Behavioral measures of arthritic joint pain
Behavioral measures of arthritic joint pain included flinching of the affected limb (spontaneous pain), number of total vertical rearings requiring the use of both hind limbs and horizontal exploratory activity (used as functional outcomes of the affected limb). Briefly, mice were placed in open cylindrical Plexiglas observation chambers (height 30 cm and inside diameter 20 cm) for 20 minutes to allow the mice to acclimate to their surroundings. Mirrors were placed behind the chambers to enable unhindered observation. The number of spontaneous flinches was recorded during a 5-minute observation period as previously described. Flinches were defined as the number of times the animal raised its hind paw, which was used as a measure of spontaneous arthritic pain. Although spontaneous flinching is not present in patients with RA, this behavior may reflect the spontaneous pain that arthritic patients experience without movement (that is, pain at rest) of the affected extremity[21, 41, 42].
The number of total vertical rearings was recorded during a 5-minute observation period while the animals were in the open Plexiglas observation chamber. Total vertical rearings was defined as the number of times the animals stood on both hind limbs while supporting their entire body weight. A reduction in vertical rearing in mice is consistent with the reduction in movement or joint-loading observed in RA patients[21, 42].

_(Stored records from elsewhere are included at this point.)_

//! hand_replay: run a recorded landmark trace through the pipeline.
//!
//! ```text
//! hand_replay session.jsonl [--config pipeline.json]
//! ```

use std::fs::File;
use std::io::BufReader;

use hand_signal::driver::{run_loop, FrameReport, Overlay, PassThrough, PointerActuator, Rig, VolumeActuator};
use hand_signal::trace::TraceSource;
use hand_signal::{ActuatorCommand, ActuatorError, Pipeline, PipelineConfig};

/// Prints every event and volume request as it happens.
struct EventPrinter;

impl Overlay for EventPrinter {
    fn present(&mut self, report: &FrameReport<'_>) {
        for ev in report.output.events() {
            println!("  {:>9.3}s  {}", report.at, ev.label());
        }
        for cmd in &report.output.commands {
            if let ActuatorCommand::SetVolume(p) = cmd {
                println!("  {:>9.3}s  volume {}%", report.at, p);
            }
        }
    }
}

/// Accepts every command without touching the system.
struct Dry;

impl PointerActuator for Dry {
    fn move_to(&mut self, _x: f64, _y: f64) -> Result<(), ActuatorError> { Ok(()) }
    fn click(&mut self) -> Result<(), ActuatorError> { Ok(()) }
}

impl VolumeActuator for Dry {
    fn set_volume_percent(&mut self, _percent: u8) -> Result<(), ActuatorError> { Ok(()) }
}

fn main() {
    println!();
    println!("╔══════════════════════════════════════════════════════════════╗");
    println!("║          Hand Replay — landmark trace → gesture events       ║");
    println!("╚══════════════════════════════════════════════════════════════╝");
    println!();

    if let Err(e) = replay() {
        eprintln!("Error: {}", e);
        std::process::exit(1);
    }
}

fn replay() -> Result<(), String> {
    let args: Vec<String> = std::env::args().skip(1).collect();
    let trace_path = args
        .iter()
        .find(|a| !a.starts_with("--") && !is_flag_value(&args, a))
        .ok_or("usage: hand_replay <trace.jsonl> [--config pipeline.json]")?;

    let cfg = match flag_value(&args, "--config") {
        Some(path) => {
            let file = File::open(path).map_err(|e| format!("{path}: {e}"))?;
            serde_json::from_reader::<_, PipelineConfig>(BufReader::new(file))
                .map_err(|e| format!("{path}: {e}"))?
        }
        None => PipelineConfig::default(),
    };
    let pipeline = Pipeline::new(cfg).map_err(|e| e.to_string())?;

    let file = File::open(trace_path).map_err(|e| format!("{trace_path}: {e}"))?;
    println!("  Replaying {trace_path}");
    println!();

    let rig = Rig {
        source:   TraceSource::new(BufReader::new(file)),
        detector: PassThrough,
        pointer:  Dry,
        volume:   Dry,
        overlay:  EventPrinter,
        recorder: None,
    };
    let summary = run_loop(&pipeline, rig).map_err(|e| e.to_string())?;

    println!();
    println!(
        "  {} frames ({} with a hand), {} clicks, {} mode changes, {} volume changes",
        summary.frames, summary.hand_frames, summary.clicks, summary.mode_changes, summary.volume_changes
    );
    Ok(())
}

fn flag_value<'a>(args: &'a [String], flag: &str) -> Option<&'a str> {
    args.iter()
        .position(|a| a == flag)
        .and_then(|i| args.get(i + 1))
        .map(String::as_str)
}

fn is_flag_value(args: &[String], candidate: &String) -> bool {
    args.windows(2)
        .any(|w| w[0].starts_with("--") && std::ptr::eq(&w[1], candidate))
}
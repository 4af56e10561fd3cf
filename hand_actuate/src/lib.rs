//! # hand_actuate
//!
//! Implementations of the [`hand_signal::driver`] actuator traits.
//!
//! | Actuator | Backend | Module |
//! |---|---|---|
//! | Volume | MIDI channel volume (CC 7) via `midir` | [`midi`] |
//! | Volume | macOS `osascript` | [`osascript`] |
//! | Volume / pointer | `tracing` log only | [`echo`] |
//! | Pointer | system mouse via `enigo` (feature `desktop`) | `desktop` |
//!
//! [`backend`] picks one from a configuration string and falls back to the
//! logging actuator when the requested device cannot be opened.
//!
//! ## Feature flags
//!
//! * (default): no system pointer control; the application shows the
//!   cursor in its own window.
//! * `desktop`: move and click the real pointer through `enigo`.

pub mod backend;
pub mod echo;
pub mod midi;
pub mod osascript;

#[cfg(feature = "desktop")]
pub mod desktop;

pub use backend::{open_volume, PointerBackend, UnknownBackend, VolumeBackend};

Once flinching behavior and vertical rearing had been evaluated, horizontal exploratory activity was quantified using a modified open-field paradigm. Mice were placed in the center of a rectangular acrylic chamber (18 × 27 × 15 cm). The chamber was divided into a grid of equally sized rectangles (nine in total measuring 9 × 6 cm each) using lines drawn on the chamber floor for visual quantification. The total number of times each line was crossed in a 2-minute period was quantified by the experimenter[44, 45].
Chronic oral administration of docosahexaenoic acid
After an acclimatization period of 1 week in our facilities, mice were randomly divided into four groups (n = 7 to 9 per group): one group comprising mice that received oral injections containing CFA and olive oil (vehicle) and three groups comprising mice that received oral injections of CFA and DHA concentrations of 10, 30 or 100 mg/kg. DHA or vehicle was given 2 hours before behavioral analysis on a daily basis from day 15 until day 25 after first CFA injection. Behavioral measures of arthritic joint pain were evaluated at days 0, 11, 18 and 25 after the initial CFA injection. The oral doses of DHA given in this study were similar to those used in a previous study in mice in which the researchers demonstrated a significant reduction in glucose and triglyceride levels. The toxicological profile of DHA demonstrates that this oil is safe in rats (up to a consumption level of 3,290 mg/kg/d) over 90 days of toxicological evaluation[47, 48].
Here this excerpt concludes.